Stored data

........

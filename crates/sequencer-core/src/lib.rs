//! Sequencer Core
//!
//! Orchestration engine for ordered sequences of dependent, irreversible
//! Move calls. Every unit of work (one step, or one batch of steps) is
//! simulated against current ledger state before it is submitted, and the
//! engine only advances once a submission has been accepted.
//!
//! # Core Modules
//!
//! - [`engine`]: actor-owned [`OrchestrationEngine`] and its [`EngineHandle`]
//! - [`state`]: the pure state machine behind the engine
//! - [`planner`]: fixed-size, order-preserving batch partitioning
//! - [`batch_builder`]: composite payload construction with signer injection
//! - [`gateway`]: uniform simulate/submit wrappers over a ledger
//! - [`ledger`]: ledger client and signer traits plus the sandbox and HTTP clients
//! - [`sequence`]: sequence files (JSON/YAML) and their validation
//! - [`runner`]: drives a sequence to completion and produces a report
//!
//! # Example
//!
//! ```ignore
//! use std::sync::Arc;
//! use sequencer_core::{EngineConfig, ExecutionMode, OrchestrationEngine};
//! use sequencer_core::ledger::{LocalSigner, SandboxLedger};
//!
//! let ledger = Arc::new(SandboxLedger::new());
//! let signer = Arc::new(LocalSigner::new(identity, ledger.clone()));
//! let engine = OrchestrationEngine::spawn(EngineConfig::default(), ledger, signer)?;
//!
//! engine.configure(steps, ExecutionMode::Batch, true).await?;
//! engine.trigger_simulate().await;
//! let done = engine.wait_until(|s| s.phase.is_terminal() || s.last_error.is_some()).await;
//! ```

pub mod batch_builder;
pub mod config;
pub mod engine;
pub mod errors;
pub mod gateway;
pub mod ledger;
pub mod planner;
pub mod runner;
pub mod sequence;
pub mod state;

pub use config::EngineConfig;
pub use engine::{EngineEvent, EngineHandle, OrchestrationEngine};
pub use errors::EngineError;
pub use planner::{Batch, BatchPlanner};
pub use runner::{run_sequence, AutoDecider, ConfirmDecider, Decision, PendingUnit, SequenceRunReport, UnitReport};
pub use sequence::SequenceSpec;
pub use state::{
    Ack, EngineSnapshot, EngineState, ExecutionMode, ExecutionRecord, IgnoredReason, Phase,
    WorkUnit,
};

........

• What to do
For each line above that contains the word "errors", give the line as it is written.

• Reply
pub mod errors;
pub use errors::EngineError;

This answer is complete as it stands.